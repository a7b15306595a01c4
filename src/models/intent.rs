use serde::Deserialize;

pub const INTENT_NONE: &str = "None";
pub const INTENT_SEARCH_PROFILE: &str = "SearchProfile";

pub const ENTITY_QUERY: &str = "query";

#[derive(Debug, Clone, PartialEq, Deserialize)]
pub struct Entity {
    pub entity: String,
    #[serde(rename = "type")]
    pub entity_type: String,
}

#[derive(Debug, Clone, PartialEq)]
pub struct RecognizerResult {
    pub intent: String,
    pub score: f64,
    pub entities: Vec<Entity>,
}

impl RecognizerResult {
    pub fn none() -> Self {
        RecognizerResult {
            intent: INTENT_NONE.into(),
            score: 0.0,
            entities: Vec::new(),
        }
    }

    pub fn find_entity(&self, entity_type: &str) -> Option<&Entity> {
        self.entities.iter().find(|e| e.entity_type == entity_type)
    }

    pub fn matches(&self, intent: &str, threshold: f64) -> bool {
        self.intent == intent && self.score >= threshold
    }
}

#[derive(Debug, Clone, Deserialize)]
pub struct LuisIntent {
    pub intent: String,
    #[serde(default)]
    pub score: f64,
}

/// Body returned by a LUIS v2 model endpoint.
#[derive(Debug, Clone, Deserialize)]
#[serde(rename_all = "camelCase")]
pub struct LuisResponse {
    #[serde(default)]
    pub top_scoring_intent: Option<LuisIntent>,
    #[serde(default)]
    pub intents: Vec<LuisIntent>,
    #[serde(default)]
    pub entities: Vec<Entity>,
}

impl From<LuisResponse> for RecognizerResult {
    fn from(response: LuisResponse) -> Self {
        let top = response.top_scoring_intent.or_else(|| {
            response
                .intents
                .into_iter()
                .max_by(|a, b| a.score.total_cmp(&b.score))
        });
        match top {
            Some(intent) => RecognizerResult {
                intent: intent.intent,
                score: intent.score,
                entities: response.entities,
            },
            None => RecognizerResult::none(),
        }
    }
}
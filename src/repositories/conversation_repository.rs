use rusqlite::{params, OptionalExtension};
use tokio_rusqlite::Connection;

use crate::entities::conversation::Conversation;
use crate::errors::{BotError, Result};


fn storage_error(err: impl std::fmt::Display) -> BotError {
    BotError::Storage(err.to_string())
}

pub struct ConversationRepository {
    pub conn: Connection,
}

impl ConversationRepository {
    pub async fn create_table(&self) -> Result<()> {
        self.conn.call(|conn| {
            conn.execute("CREATE TABLE IF NOT EXISTS Conversation (
                id          TEXT PRIMARY KEY,
                state       TEXT NOT NULL,
                expiration  INTEGER NOT NULL
            )",
            ())?;
            Ok::<_, rusqlite::Error>(())
        }).await.map_err(storage_error)
    }

    /// Stored conversation regardless of expiration.
    pub async fn get_by_id(&self, id: &str) -> Result<Option<Conversation>> {
        let id_clone = id.to_string();
        self.conn.call(move |conn| {
            let mut stmt = conn.prepare("SELECT id, state, expiration FROM Conversation WHERE id = ?1")?;
            let conversation = stmt.query_row(params![id_clone], |row| {
                Ok(Conversation {
                    id: row.get(0)?,
                    state: row.get(1)?,
                    expiration: row.get(2)?,
                })
            }).optional()?;

            Ok::<_, rusqlite::Error>(conversation)
        }).await.map_err(storage_error)
    }

    pub async fn upsert(&self, conversation: Conversation) -> Result<()> {
        self.conn.call(move |conn| {
            conn.execute(
                "INSERT INTO Conversation (id, state, expiration) VALUES (?1, ?2, ?3)
                 ON CONFLICT(id) DO UPDATE SET state = excluded.state, expiration = excluded.expiration",
                params![conversation.id, conversation.state, conversation.expiration],
            )?;
            Ok::<_, rusqlite::Error>(())
        }).await.map_err(storage_error)
    }

    pub async fn delete(&self, id: &str) -> Result<()> {
        let id_clone = id.to_string();
        self.conn.call(move |conn| {
            conn.execute("DELETE FROM Conversation WHERE id = ?1", params![id_clone])?;
            Ok::<_, rusqlite::Error>(())
        }).await.map_err(storage_error)
    }

    pub async fn delete_expired(&self, now: i64) -> Result<usize> {
        self.conn.call(move |conn| {
            let removed = conn.execute("DELETE FROM Conversation WHERE expiration <= ?1", params![now])?;
            Ok::<_, rusqlite::Error>(removed)
        }).await.map_err(storage_error)
    }
}
//! Non-operable case database operations.

use rusqlite::{params, OptionalExtension};

use super::{Database, DbResult};
use crate::models::Case;
use crate::registry::{NonOperableEntry, RegistryStore};

/// Raw row before the case JSON is decoded.
struct EntryRow {
    case_json: String,
    reason: String,
    registered_at: String,
}

impl EntryRow {
    fn into_entry(self) -> DbResult<NonOperableEntry> {
        let case: Case = serde_json::from_str(&self.case_json)?;
        Ok(NonOperableEntry {
            case,
            reason: self.reason,
            registered_at: self.registered_at,
        })
    }
}

impl Database {
    /// Insert or replace a non-operable entry.
    pub fn upsert_non_operable(&self, entry: &NonOperableEntry) -> DbResult<()> {
        let case_json = serde_json::to_string(&entry.case)?;

        self.conn.execute(
            r#"
            INSERT INTO non_operable_cases (case_id, case_json, reason, registered_at, updated_at)
            VALUES (?1, ?2, ?3, ?4, datetime('now'))
            ON CONFLICT(case_id) DO UPDATE SET
                case_json = excluded.case_json,
                reason = excluded.reason,
                registered_at = excluded.registered_at,
                updated_at = datetime('now')
            "#,
            params![entry.case.id, case_json, entry.reason, entry.registered_at],
        )?;
        Ok(())
    }

    /// Get a non-operable entry by case ID.
    pub fn get_non_operable(&self, case_id: i64) -> DbResult<Option<NonOperableEntry>> {
        let row = self
            .conn
            .query_row(
                r#"
                SELECT case_json, reason, registered_at
                FROM non_operable_cases
                WHERE case_id = ?
                "#,
                [case_id],
                |row| {
                    Ok(EntryRow {
                        case_json: row.get(0)?,
                        reason: row.get(1)?,
                        registered_at: row.get(2)?,
                    })
                },
            )
            .optional()?;

        row.map(EntryRow::into_entry).transpose()
    }

    /// Delete a non-operable entry. Returns whether a row was removed.
    pub fn delete_non_operable(&self, case_id: i64) -> DbResult<bool> {
        let rows_affected = self
            .conn
            .execute("DELETE FROM non_operable_cases WHERE case_id = ?", [case_id])?;
        Ok(rows_affected > 0)
    }

    /// List all non-operable entries ordered by case ID.
    pub fn list_non_operable(&self) -> DbResult<Vec<NonOperableEntry>> {
        let mut stmt = self.conn.prepare(
            r#"
            SELECT case_json, reason, registered_at
            FROM non_operable_cases
            ORDER BY case_id
            "#,
        )?;

        let rows = stmt.query_map([], |row| {
            Ok(EntryRow {
                case_json: row.get(0)?,
                reason: row.get(1)?,
                registered_at: row.get(2)?,
            })
        })?;

        rows.map(|row| row?.into_entry()).collect()
    }
}

impl RegistryStore for Database {
    fn upsert(&mut self, entry: NonOperableEntry) -> DbResult<()> {
        self.upsert_non_operable(&entry)
    }

    fn get(&self, case_id: i64) -> DbResult<Option<NonOperableEntry>> {
        self.get_non_operable(case_id)
    }

    fn remove(&mut self, case_id: i64) -> DbResult<Option<NonOperableEntry>> {
        let tx = self.conn.transaction()?;
        let row = tx
            .query_row(
                "SELECT case_json, reason, registered_at FROM non_operable_cases WHERE case_id = ?",
                [case_id],
                |row| {
                    Ok(EntryRow {
                        case_json: row.get(0)?,
                        reason: row.get(1)?,
                        registered_at: row.get(2)?,
                    })
                },
            )
            .optional()?;

        let Some(row) = row else {
            return Ok(None);
        };
        let entry = row.into_entry()?;

        tx.execute("DELETE FROM non_operable_cases WHERE case_id = ?", [case_id])?;
        tx.commit()?;
        Ok(Some(entry))
    }

    fn list(&self) -> DbResult<Vec<NonOperableEntry>> {
        self.list_non_operable()
    }
}

#[cfg(test)]
mod tests {
    use super::*;
    use crate::models::Medication;
    use chrono::NaiveDate;

    fn setup_db() -> Database {
        Database::open_in_memory().unwrap()
    }

    fn entry(id: i64, reason: &str) -> NonOperableEntry {
        NonOperableEntry {
            case: Case {
                id,
                urgency: 2,
                time_since_injury: 1,
                functional_impact: 1,
                patient_condition: 0,
                medication: Medication::Warfarina,
                last_medication_date: NaiveDate::from_ymd_opt(2024, 1, 5).unwrap(),
                delay_days: 1,
                surgery_type: 1,
                operating_room: 0,
                condition_reason: Some(reason.to_string()),
            },
            reason: reason.to_string(),
            registered_at: "2024-01-06T08:00:00+00:00".to_string(),
        }
    }

    #[test]
    fn test_upsert_and_get() {
        let db = setup_db();
        db.upsert_non_operable(&entry(7, "INR elevado")).unwrap();

        let retrieved = db.get_non_operable(7).unwrap().unwrap();
        assert_eq!(retrieved.reason, "INR elevado");
        assert_eq!(retrieved.case.medication, Medication::Warfarina);
        assert_eq!(retrieved, entry(7, "INR elevado"));
    }

    #[test]
    fn test_upsert_overwrites() {
        let db = setup_db();
        db.upsert_non_operable(&entry(7, "first")).unwrap();
        db.upsert_non_operable(&entry(7, "second")).unwrap();

        let all = db.list_non_operable().unwrap();
        assert_eq!(all.len(), 1);
        assert_eq!(all[0].reason, "second");
    }

    #[test]
    fn test_delete() {
        let db = setup_db();
        db.upsert_non_operable(&entry(3, "fiebre")).unwrap();

        assert!(db.delete_non_operable(3).unwrap());
        assert!(!db.delete_non_operable(3).unwrap());
        assert!(db.get_non_operable(3).unwrap().is_none());
    }

    #[test]
    fn test_list_ordered_by_id() {
        let db = setup_db();
        for id in [12, 4, 8] {
            db.upsert_non_operable(&entry(id, "hold")).unwrap();
        }

        let ids: Vec<i64> = db
            .list_non_operable()
            .unwrap()
            .iter()
            .map(|e| e.case.id)
            .collect();
        assert_eq!(ids, vec![4, 8, 12]);
    }

    #[test]
    fn test_store_remove_returns_entry() {
        let mut db = setup_db();
        RegistryStore::upsert(&mut db, entry(5, "anemia")).unwrap();

        let removed = RegistryStore::remove(&mut db, 5).unwrap().unwrap();
        assert_eq!(removed.case.id, 5);
        assert!(RegistryStore::remove(&mut db, 5).unwrap().is_none());
    }
}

## TASK TO COMPLETE
Go through the listing above and return each line where the word "intents" occurs.

## WRITTEN SOLUTION
    pub intents: Vec<LuisIntent>,
                .intents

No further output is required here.